The breakaway LIV tour is planning to use a board meeting at golf’s traditional home on Wednesday to demand its formal recognition in the world rankings, a move some will see as provocative and which is certain to increase tensions in the sport’s ongoing civil war.
The rebel tour’s latest attempt to gain a foothold in the sport will come at a board meeting of the Official World Golf Ranking on the eve of the 150th Open Championship at St Andrews, where the Saudi Arabia‑backed series’ formal application to gain world-ranking status will be top of the agenda.
Representatives of the four major championships, plus the PGA Tour and DP World Tour, are among those who must decide whether the LIV scheme fronted by Greg Norman can come under the official world golf ranking umbrella. As things stand, golfers do not collect world ranking points in LIV events. Bryson DeChambeau, Dustin Johnson and Brooks Koepka are among high-profile players who have broken from golf’s existing ecosystem to commit to LIV.

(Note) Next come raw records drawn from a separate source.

//! Conversion task state machine.
//!
//! The controller never touches the network or the clock. Callers feed it
//! [`ControllerEvent`]s along with the current time and carry out the
//! [`Effect`]s it returns; responses come back as further events. This keeps
//! every transition synchronous and testable.
//!
//! ```text
//! Idle -> Submitting -> Polling -> Completed | Cancelled | Failed
//!   ^                                 |
//!   +------------ after RESET_DELAY --+
//! ```

use super::{
    ButtonBank, ButtonId, ConversionError, ConversionSource, MAX_POLL_ATTEMPTS, POLL_INTERVAL,
    RESET_DELAY,
};
use crate::api::{ApiError, ConversionResult, ConvertRequest, StatusPayload, TaskId, TaskStatus};
use std::time::Instant;
use tracing::{debug, info, warn};

/// Where the controller is in a conversion's life.
#[derive(Debug, Clone, PartialEq, Eq, Default)]
pub enum Phase {
    #[default]
    Idle,
    /// Waiting for the backend to assign a task id.
    Submitting,
    Polling,
    Completed,
    Cancelled,
    Failed(ConversionError),
}

impl Phase {
    /// True for the three final phases.
    pub fn is_terminal(&self) -> bool {
        matches!(
            self,
            Phase::Completed | Phase::Cancelled | Phase::Failed(_)
        )
    }
}

/// Inputs to [`TaskController::dispatch`].
#[derive(Debug)]
pub enum ControllerEvent {
    /// The user pressed a convert button.
    Start {
        source: ConversionSource,
        button: ButtonId,
    },
    /// The create-task request finished.
    Created(Result<TaskId, ApiError>),
    /// A status poll finished.
    StatusReceived {
        task_id: TaskId,
        result: Result<StatusPayload, ApiError>,
    },
    /// The user pressed the stop control.
    Stop,
    /// The cancel request finished.
    StopFinished {
        task_id: TaskId,
        result: Result<(), ApiError>,
    },
    /// Time has passed.
    Tick,
}

/// Work the caller must carry out on the controller's behalf.
#[derive(Debug, Clone, PartialEq)]
pub enum Effect {
    CreateTask(ConvertRequest),
    FetchStatus(TaskId),
    CancelTask(TaskId),
    /// Show the finished conversion.
    Completed(ConversionResult),
    /// Show an error message to the user.
    Alert(ConversionError),
}

/// The progress line shown under the convert buttons.
#[derive(Debug, Clone, PartialEq, Eq, Default)]
pub struct Progress {
    pub message: String,
    /// Fill of the progress bar, 0-100.
    pub percent: u8,
    pub visible: bool,
}

impl Progress {
    fn show(&mut self, message: impl Into<String>, percent: u8) {
        self.message = message.into();
        self.percent = percent;
        self.visible = true;
    }

    fn hide(&mut self) {
        self.visible = false;
    }
}

/// Drives a single conversion task from creation to its final state.
///
/// Only one task is tracked at a time. The task id, the stop flag and the
/// button state are all owned here.
#[derive(Debug, Default)]
pub struct TaskController {
    phase: Phase,
    task_id: Option<TaskId>,
    /// Set by [`ControllerEvent::Stop`]; any response arriving afterwards is
    /// discarded.
    stopped: bool,
    attempts: u32,
    /// A status request is in flight; no new poll until it answers.
    awaiting_status: bool,
    next_poll_at: Option<Instant>,
    reset_at: Option<Instant>,
    buttons: ButtonBank,
    progress: Progress,
}

impl TaskController {
    pub fn new() -> Self {
        Self::default()
    }

    pub fn phase(&self) -> &Phase {
        &self.phase
    }

    pub fn task_id(&self) -> Option<&TaskId> {
        self.task_id.as_ref()
    }

    pub fn buttons(&self) -> &ButtonBank {
        &self.buttons
    }

    pub fn progress(&self) -> &Progress {
        &self.progress
    }

    /// Status polls processed for the current task.
    pub fn attempts(&self) -> u32 {
        self.attempts
    }

    /// True while a task is being created or polled.
    pub fn is_running(&self) -> bool {
        matches!(self.phase, Phase::Submitting | Phase::Polling)
    }

    /// True once stop has been requested for the current task.
    pub fn is_stopping(&self) -> bool {
        self.stopped
    }

    /// The next instant at which a [`ControllerEvent::Tick`] would do
    /// something, if any.
    pub fn next_deadline(&self) -> Option<Instant> {
        let poll = if self.phase == Phase::Polling && !self.awaiting_status && !self.stopped {
            self.next_poll_at
        } else {
            None
        };
        match (poll, self.reset_at) {
            (Some(a), Some(b)) => Some(a.min(b)),
            (a, b) => a.or(b),
        }
    }

    /// Applies one event and returns the effects to perform.
    ///
    /// Events that are not legal in the current phase, and responses for a
    /// task that is no longer being polled, are ignored.
    pub fn dispatch(&mut self, event: ControllerEvent, now: Instant) -> Vec<Effect> {
        match event {
            ControllerEvent::Start { source, button } => self.start(source, button),
            ControllerEvent::Created(result) => self.on_created(result, now),
            ControllerEvent::StatusReceived { task_id, result } => {
                self.on_status(task_id, result, now)
            }
            ControllerEvent::Stop => self.stop(),
            ControllerEvent::StopFinished { task_id, result } => {
                self.on_stop_finished(task_id, result, now)
            }
            ControllerEvent::Tick => self.tick(now),
        }
    }

    fn start(&mut self, source: ConversionSource, button: ButtonId) -> Vec<Effect> {
        if self.phase != Phase::Idle {
            debug!(phase = ?self.phase, "start ignored, conversion already active");
            return Vec::new();
        }

        info!(url = %source.media_url, device = source.device.as_str(), "starting conversion");
        self.phase = Phase::Submitting;
        self.task_id = None;
        self.stopped = false;
        self.attempts = 0;
        self.awaiting_status = false;
        self.next_poll_at = None;
        self.reset_at = None;
        self.buttons.begin(button);
        self.progress.show("Starting conversion...", 10);

        vec![Effect::CreateTask(source.to_request())]
    }

    fn on_created(&mut self, result: Result<TaskId, ApiError>, now: Instant) -> Vec<Effect> {
        if self.phase != Phase::Submitting {
            debug!(phase = ?self.phase, "task creation response ignored");
            return Vec::new();
        }

        match result {
            Ok(task_id) => {
                debug!(%task_id, "polling task");
                self.task_id = Some(task_id);
                self.phase = Phase::Polling;
                self.next_poll_at = Some(now + POLL_INTERVAL);
                Vec::new()
            }
            Err(err) => {
                warn!(error = %err, "failed to create conversion task");
                self.fail(ConversionError::Start(err.user_message()), now)
            }
        }
    }

    fn on_status(
        &mut self,
        task_id: TaskId,
        result: Result<StatusPayload, ApiError>,
        now: Instant,
    ) -> Vec<Effect> {
        if self.phase != Phase::Polling || self.task_id.as_ref() != Some(&task_id) {
            debug!(%task_id, phase = ?self.phase, "stale status response ignored");
            return Vec::new();
        }
        self.awaiting_status = false;
        if self.stopped {
            debug!(%task_id, "status response after stop ignored");
            return Vec::new();
        }

        let attempt = self.attempts;
        self.attempts += 1;

        match result {
            Ok(payload) => match payload.status {
                TaskStatus::Completed => {
                    info!(%task_id, "conversion completed");
                    self.phase = Phase::Completed;
                    self.progress.show("Done!", 100);
                    self.next_poll_at = None;
                    self.reset_at = Some(now + RESET_DELAY);
                    return vec![Effect::Completed(payload.result)];
                }
                TaskStatus::Cancelled => {
                    info!(%task_id, "conversion cancelled by backend");
                    self.cancelled(now);
                    return Vec::new();
                }
                TaskStatus::Error => {
                    let message = payload
                        .error
                        .unwrap_or_else(|| "Conversion failed".to_string());
                    warn!(%task_id, error = %message, "conversion failed");
                    return self.fail(ConversionError::Backend(message), now);
                }
                TaskStatus::Pending | TaskStatus::Processing | TaskStatus::Other => {
                    let message = payload
                        .progress
                        .filter(|p| !p.is_empty())
                        .unwrap_or_else(|| "Processing...".to_string());
                    let percent = 60 + attempt * 30 / MAX_POLL_ATTEMPTS;
                    self.progress.show(message, percent.min(90) as u8);
                }
            },
            Err(err) => {
                // Logged and retried on the next tick
                warn!(%task_id, attempt = self.attempts, error = %err, "status check failed");
            }
        }

        if self.attempts >= MAX_POLL_ATTEMPTS {
            warn!(%task_id, attempts = self.attempts, "conversion timed out");
            return self.fail(ConversionError::Timeout, now);
        }

        self.next_poll_at = Some(now + POLL_INTERVAL);
        Vec::new()
    }

    fn stop(&mut self) -> Vec<Effect> {
        if self.phase != Phase::Polling || self.stopped {
            debug!(phase = ?self.phase, "stop ignored");
            return Vec::new();
        }
        let Some(task_id) = self.task_id.clone() else {
            return Vec::new();
        };

        info!(%task_id, "stopping conversion");
        self.stopped = true;
        self.buttons.stopping();
        vec![Effect::CancelTask(task_id)]
    }

    fn on_stop_finished(
        &mut self,
        task_id: TaskId,
        result: Result<(), ApiError>,
        now: Instant,
    ) -> Vec<Effect> {
        if self.phase != Phase::Polling || self.task_id.as_ref() != Some(&task_id) {
            debug!(%task_id, phase = ?self.phase, "stale stop response ignored");
            return Vec::new();
        }
        if let Err(err) = result {
            // The user asked to stop; the local state wins regardless
            warn!(%task_id, error = %err, "cancel request failed");
        }
        self.cancelled(now);
        Vec::new()
    }

    fn tick(&mut self, now: Instant) -> Vec<Effect> {
        if let Some(reset_at) = self.reset_at {
            if now >= reset_at {
                self.reset();
                return Vec::new();
            }
        }

        if self.phase != Phase::Polling || self.awaiting_status || self.stopped {
            return Vec::new();
        }
        match (&self.task_id, self.next_poll_at) {
            (Some(task_id), Some(due)) if now >= due => {
                self.awaiting_status = true;
                self.next_poll_at = None;
                vec![Effect::FetchStatus(task_id.clone())]
            }
            _ => Vec::new(),
        }
    }

    fn cancelled(&mut self, now: Instant) {
        self.phase = Phase::Cancelled;
        self.stopped = true;
        self.next_poll_at = None;
        self.buttons.reset_all();
        self.progress.show("Cancelled", self.progress.percent);
        self.reset_at = Some(now + RESET_DELAY);
    }

    fn fail(&mut self, error: ConversionError, now: Instant) -> Vec<Effect> {
        self.phase = Phase::Failed(error.clone());
        self.next_poll_at = None;
        self.awaiting_status = false;
        self.buttons.reset_all();
        self.progress.hide();
        self.reset_at = Some(now + RESET_DELAY);
        vec![Effect::Alert(error)]
    }

    /// Returns to Idle with every control restored.
    fn reset(&mut self) {
        debug!(phase = ?self.phase, "resetting conversion controls");
        self.phase = Phase::Idle;
        self.task_id = None;
        self.stopped = false;
        self.awaiting_status = false;
        self.next_poll_at = None;
        self.reset_at = None;
        self.buttons.reset_all();
        self.progress.hide();
    }
}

Some of these players are worried that their future ability to compete in major championships could be compromised by the failure to earn ranking points within the rebel tour. LIV executives believe they meet various criteria for ranking points, despite the current model of 54-hole tournaments with no cut and only 48 players in the field. There are likely to be 14 LIV competitions in 2023.
LIV has now put forward its case for ranking recognition, doubtless in the knowledge there was a meeting planned for the Open Championship week. Martin Slumbers, the chief executive of the R&A, Augusta National’s Buzzy Johnson, Mike Whan of the United States Golf Association, and the PGA of America’s Seth Waugh are central to decision-making.
Intriguingly, so too are the PGA Tour’s commissioner, Jay Monahan, and Keith Pelley, chief executive of the DP World Tour. Monahan and Pelley have tightened the alliance between their organisations and sit in staunch opposition to the LIV model; it remains to be seen, therefore, whether the duo have to recuse themselves from this topic.
Keith Waters, who represents the international federation of tours, is the chief operating officer of the European Tour group. The Official World Golf Ranking is chaired by Peter Dawson, who is Slumbers’s immediate predecessor.
The R&A opted not to invite Norman to events for past champions during this Open. Yet the broader position of the ruling body on the LIV threat is unclear. Slumbers is likely to be questioned on the subject when he undertakes pre-Open media duties on Wednesday.